La costituzione: maestra di futuro per i giovani

Cultura e Società

La Costituzione: maestra di futuro per i giovani

Intervista a Irene Stolzi

di Marco Sbardella | 13 09 2024

Di cosa parliamo in questo articolo? 

A pochi giorni da Education for a Healthy Society: Challenges and Opportunities for Democracy (il primo incontro delle “Conversazioni di sAu”), abbiamo intervistato la Prof.ssa Irene Stolzi, Direttrice del Dipartimento (Scienze Giuridiche dell’Università di Firenze) che ospita l’evento. Con la Prof.ssa Stolzi abbiamo discusso di cosa significhi per una società essere in salute, di che ruolo hanno in essa i giovani e di quali responsabilità abbiano i loro educatori. Infine, una riflessione è stata dedicata all’attualità della lettura che don Lorenzo Milani, già negli anni Cinquanta e Sessanta, dava della nostra Costituzione, e della coerenza delle sue azioni di promozione della giustizia sociale.

Ambito di Intervento

Cultura e società

Il Centro Ricerche sAu collabora da anni con scuole, università e istituzioni, lavorando sull’educazione alla cittadinanza attiva e consapevole per le giovani generazioni.

Introduzione

Mercoledì 18 settembre si terrà presso il Dipartimento di Scienze Giuridiche dell’Università di Firenze il primo incontro delle Conversazioni di sAu, che avrà come ospite principale il filosofo dell’educazione Gert Biesta. Il focus dell’incontro riguarda il ruolo della scuola come laboratorio di cittadinanza attiva, critica e creativa. Il Centro Ricerche sAu è convinto che ogni atto di cittadinanza rappresenti un “atto di partecipazione”, mirato a costruire territori in cui il sistema sociale, culturale, economico e politico utilizza la comunicazione come strumento per ascoltare i bisogni della cittadinanza, garantendo pari accesso ai diritti fondamentali: l’istruzione, il lavoro, la sanità. Tutti valori imprescindibili sanciti dalla nostra Costituzione. 
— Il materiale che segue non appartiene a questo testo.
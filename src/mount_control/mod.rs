mod axis;
mod mount;
pub mod pid;

pub use axis::{Axis, AxisContext, AxisError, AxisStatus};
pub use mount::{Mount, MountError, MountResult, MountStatus, PARK_POSITION};

use crate::units::Degrees;
use std::sync::atomic::{AtomicU64, Ordering};
use std::sync::Arc;

/// One rotational degree of freedom of the mount.
#[derive(Debug, Copy, Clone, Eq, PartialEq)]
pub enum AxisKind {
    Azimuth,
    Elevation,
}

/// Per-axis finite state machine states.
#[derive(Debug, Copy, Clone, Eq, PartialEq, Default)]
pub enum AxisState {
    #[default]
    Idle,
    GotoPosition,
    GotoVelocity,
    Abort,
    Track,
    OutOfLimits,
    Park,
}

impl AxisState {
    pub fn as_str(self) -> &'static str {
        match self {
            AxisState::Idle => "IDLE",
            AxisState::GotoPosition => "GOTO_POSITION",
            AxisState::GotoVelocity => "GOTO_VELOCITY",
            AxisState::Abort => "ABORT",
            AxisState::Track => "TRACK",
            AxisState::OutOfLimits => "OOL",
            AxisState::Park => "PARK",
        }
    }
}

impl std::fmt::Display for AxisState {
    fn fmt(&self, f: &mut std::fmt::Formatter<'_>) -> std::fmt::Result {
        f.write_str(self.as_str())
    }
}

/// Outcome of a command verb, returned to the caller instead of an error.
#[derive(Debug, Clone)]
pub struct CommandResult {
    pub success: bool,
    pub message: String,
}

impl CommandResult {
    const REJECTED: &'static str = "not in correct state or transition in progress";

    pub fn ok() -> Self {
        Self {
            success: true,
            message: String::new(),
        }
    }

    pub fn rejected() -> Self {
        Self::failed(Self::REJECTED)
    }

    pub fn failed(message: impl Into<String>) -> Self {
        Self {
            success: false,
            message: message.into(),
        }
    }

    pub fn is_success(&self) -> bool {
        self.success
    }
}

/// Last-known mount-frame angles of both axes, shared between the two
/// control loops for the celestial-frame conversion. Single-word atomic
/// cells; each loop stores its own angle and reads the pair.
#[derive(Debug, Clone, Default)]
pub struct MountFrame {
    cells: Arc<FrameCells>,
}

#[derive(Debug, Default)]
struct FrameCells {
    azimuth: AtomicU64,
    elevation: AtomicU64,
}

impl MountFrame {
    pub fn new() -> Self {
        Self::default()
    }

    pub fn store(&self, kind: AxisKind, degrees: Degrees) {
        let cell = match kind {
            AxisKind::Azimuth => &self.cells.azimuth,
            AxisKind::Elevation => &self.cells.elevation,
        };
        cell.store(degrees.to_bits(), Ordering::Relaxed);
    }

    pub fn load(&self) -> (Degrees, Degrees) {
        (
            f64::from_bits(self.cells.azimuth.load(Ordering::Relaxed)),
            f64::from_bits(self.cells.elevation.load(Ordering::Relaxed)),
        )
    }
}

#[cfg(test)]
mod tests {
    use super::*;

    #[test]
    fn test_state_names() {
        assert_eq!(AxisState::OutOfLimits.as_str(), "OOL");
        assert_eq!(AxisState::GotoPosition.to_string(), "GOTO_POSITION");
    }

    #[test]
    fn test_mount_frame_store_load() {
        let frame = MountFrame::new();
        assert_eq!(frame.load(), (0., 0.));
        frame.store(AxisKind::Azimuth, -12.5);
        frame.store(AxisKind::Elevation, 33.25);
        assert_eq!(frame.load(), (-12.5, 33.25));
    }
}
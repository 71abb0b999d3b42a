//! Interfaces of the external collaborators the control core depends on.
//!
//! The ephemeris service, the guider pipeline and the guider camera live
//! outside this crate; the core only sees these traits, injected at
//! construction.

use crate::mount_control::AxisKind;
use crate::units::Degrees;
use thiserror::Error;
use tracing::info;

/// Ephemeris-side provider of the trajectory setpoint for the loaded target.
pub trait TargetSource: Send + Sync {
    /// Predicted (azimuth, elevation) of the target in the celestial frame,
    /// for the current instant.
    fn position(&self) -> (Degrees, Degrees);

    /// Whether a target (TLE, body or catalog star) is currently loaded.
    fn loaded(&self) -> bool;

    fn position_axis(&self, kind: AxisKind) -> Degrees {
        let (az, el) = self.position();
        match kind {
            AxisKind::Azimuth => az,
            AxisKind::Elevation => el,
        }
    }
}

/// No target loaded. The trajectory setpoint parks at the origin.
pub struct NoTarget;

impl TargetSource for NoTarget {
    fn position(&self) -> (Degrees, Degrees) {
        (0., 0.)
    }

    fn loaded(&self) -> bool {
        false
    }
}

/// A target fixed at one celestial position.
pub struct FixedTarget(pub Degrees, pub Degrees);

impl TargetSource for FixedTarget {
    fn position(&self) -> (Degrees, Degrees) {
        (self.0, self.1)
    }

    fn loaded(&self) -> bool {
        true
    }
}

/// Guider-side provider of the measured and configured off-axis offsets.
pub trait GuiderSource: Send + Sync {
    /// Measured object offset from the configured image center, projected
    /// onto the axis.
    fn off_axis_value(&self, kind: AxisKind) -> Degrees;

    /// Configured nominal offset for the axis.
    fn off_axis_setpoint(&self, kind: AxisKind) -> Degrees;

    fn detection_enabled(&self) -> bool;

    /// Whether the detector currently reports a non-empty keypoint set.
    fn has_detection(&self) -> bool;
}

/// Guider without a detection pipeline attached.
pub struct NoGuider;

impl GuiderSource for NoGuider {
    fn off_axis_value(&self, _kind: AxisKind) -> Degrees {
        0.
    }

    fn off_axis_setpoint(&self, _kind: AxisKind) -> Degrees {
        0.
    }

    fn detection_enabled(&self) -> bool {
        false
    }

    fn has_detection(&self) -> bool {
        false
    }
}

#[derive(Debug, Copy, Clone, Eq, PartialEq)]
pub enum CameraMode {
    /// Single-frame captures; required for calibration runs.
    Still,
    Streaming,
}

#[derive(Debug, Error)]
#[error("capture failed: {0}")]
pub struct CaptureError(pub String);

/// Control surface of the guider camera used during calibration.
pub trait GuiderCamera: Send + Sync {
    fn mode(&self) -> CameraMode;

    /// Captures one calibration frame for the waypoint with the given index.
    fn capture_calibration_frame(&self, index: usize) -> Result<(), CaptureError>;
}

/// Camera stand-in that accepts captures without producing frames.
pub struct NoCamera;

impl GuiderCamera for NoCamera {
    fn mode(&self) -> CameraMode {
        CameraMode::Still
    }

    fn capture_calibration_frame(&self, index: usize) -> Result<(), CaptureError> {
        info!(index, "calibration frame requested, no camera attached");
        Ok(())
    }
}
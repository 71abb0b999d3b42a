//! Metrics publishing: a flat key/value record per axis per publish tick,
//! emitted through a stateless sink.

use std::fmt::Write as _;
use std::net::UdpSocket;
use tracing::{debug, warn};

#[derive(Debug, Clone, PartialEq)]
pub enum Field {
    Float(f64),
    Int(i64),
    UInt(u64),
    Bool(bool),
    Str(String),
}

impl From<f64> for Field {
    fn from(v: f64) -> Self {
        Field::Float(v)
    }
}

impl From<i32> for Field {
    fn from(v: i32) -> Self {
        Field::Int(v as i64)
    }
}

impl From<u32> for Field {
    fn from(v: u32) -> Self {
        Field::UInt(v as u64)
    }
}

impl From<u64> for Field {
    fn from(v: u64) -> Self {
        Field::UInt(v)
    }
}

impl From<bool> for Field {
    fn from(v: bool) -> Self {
        Field::Bool(v)
    }
}

impl From<&str> for Field {
    fn from(v: &str) -> Self {
        Field::Str(v.to_string())
    }
}

impl From<String> for Field {
    fn from(v: String) -> Self {
        Field::Str(v)
    }
}

pub trait MetricsSink: Send + Sync {
    fn publish(&self, measurement: &str, fields: &[(&'static str, Field)]);
}

/// Formats one record as an Influx line-protocol line with a nanosecond
/// timestamp. Booleans are rendered as 0/1 integers.
pub fn format_line(measurement: &str, fields: &[(&'static str, Field)]) -> String {
    let mut line = escape_key(measurement);
    for (i, (key, value)) in fields.iter().enumerate() {
        line.push(if i == 0 { ' ' } else { ',' });
        line.push_str(&escape_key(key));
        line.push('=');
        match value {
            Field::Float(v) => {
                let _ = write!(line, "{v}");
            }
            Field::Int(v) => {
                let _ = write!(line, "{v}i");
            }
            Field::UInt(v) => {
                let _ = write!(line, "{v}i");
            }
            Field::Bool(v) => {
                let _ = write!(line, "{}i", *v as u8);
            }
            Field::Str(v) => {
                let _ = write!(line, "\"{}\"", v.replace('\\', "\\\\").replace('"', "\\\""));
            }
        }
    }
    let now = chrono::Utc::now();
    let nanos = now.timestamp() * 1_000_000_000 + now.timestamp_subsec_nanos() as i64;
    let _ = write!(line, " {nanos}");
    line
}

fn escape_key(key: &str) -> String {
    key.replace(',', "\\,").replace(' ', "\\ ").replace('=', "\\=")
}

/// Sink that emits line-protocol records as debug log lines. Used when no
/// metrics endpoint is configured.
pub struct LogSink;

impl MetricsSink for LogSink {
    fn publish(&self, measurement: &str, fields: &[(&'static str, Field)]) {
        debug!(target: "metrics", "{}", format_line(measurement, fields));
    }
}

/// Line-protocol emitter over UDP, e.g. toward a telegraf socket listener.
/// Send failures are logged and dropped; the sink is stateless.
pub struct UdpLineSink {
    socket: UdpSocket,
    address: String,
}

impl UdpLineSink {
    pub fn new(address: &str) -> std::io::Result<Self> {
        let socket = UdpSocket::bind("0.0.0.0:0")?;
        Ok(Self {
            socket,
            address: address.to_string(),
        })
    }
}

impl MetricsSink for UdpLineSink {
    fn publish(&self, measurement: &str, fields: &[(&'static str, Field)]) {
        let line = format_line(measurement, fields);
        if let Err(e) = self.socket.send_to(line.as_bytes(), &self.address) {
            warn!(address = %self.address, "metric publish failed: {e}");
        }
    }
}

#[cfg(test)]
mod tests {
    use super::*;

    #[test]
    fn test_format_line_rendering() {
        let line = format_line(
            "azimuth",
            &[
                ("state", Field::Str("TRACK".to_string())),
                ("errors", Field::UInt(3)),
                ("pos", Field::Float(45.5)),
                ("out_of_limits", Field::Bool(false)),
                ("vel", Field::Int(-200)),
            ],
        );
        let payload = line.rsplit_once(' ').unwrap().0;
        assert_eq!(
            payload,
            "azimuth state=\"TRACK\",errors=3i,pos=45.5,out_of_limits=0i,vel=-200i"
        );
    }

    #[test]
    fn test_format_line_escaping() {
        let line = format_line("mount az", &[("last error", Field::Str("a \"b\"".into()))]);
        assert!(line.starts_with("mount\\ az last\\ error=\"a \\\"b\\\"\""));
    }

    #[test]
    fn test_format_line_timestamp_present() {
        let line = format_line("m", &[("x", Field::Int(1))]);
        let ts: i64 = line.rsplit_once(' ').unwrap().1.parse().unwrap();
        assert!(ts > 1_500_000_000_000_000_000);
    }
}
//! Control core of an optical ground station mount: two-axis closed-loop
//! motion control with optical (off-axis) feedback, pointing-model
//! correction and limit supervision.
//!
//! The HTTP command surface, scheduler, camera pipelines and ephemeris
//! computation are external collaborators; see [`collab`] for the
//! interfaces this core consumes.

pub mod collab;
pub mod config;
pub mod drive;
pub mod metrics;
pub mod mount_control;
pub mod periodic;
pub mod pointing_model;
pub mod units;

pub use config::Config;
pub use mount_control::{
    Axis, AxisKind, AxisState, AxisStatus, CommandResult, Mount, MountError, MountStatus,
    PARK_POSITION,
};
pub use units::{Degrees, DegreesPerSecond};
L’incontro sarà aperto dalla Prof.ssa Irene Stolzi, direttrice del Dipartimento di Scienze Giuridiche e dal dott. Gabriele Gori, Direttore di Fondazione CR Firenze. E proprio con la Prof.ssa Stolzi, in questa intervista, abbiamo introdotto alcune delle tematiche che saranno approfondite durante l’incontro.

Mercoledì 18 settembre il Dipartimento che Lei dirige ospiterà l’evento Education for a Healthy Society: Challenges and Opportunities for Democracy (il primo incontro delle “Conversazioni di sAu”). Nel titolo è evidente il richiamo al concetto di società in salute: dal suo punto di vista, quali sono state e soprattutto quali sono le condizioni necessarie affinché una società possa essere considerata una società in salute?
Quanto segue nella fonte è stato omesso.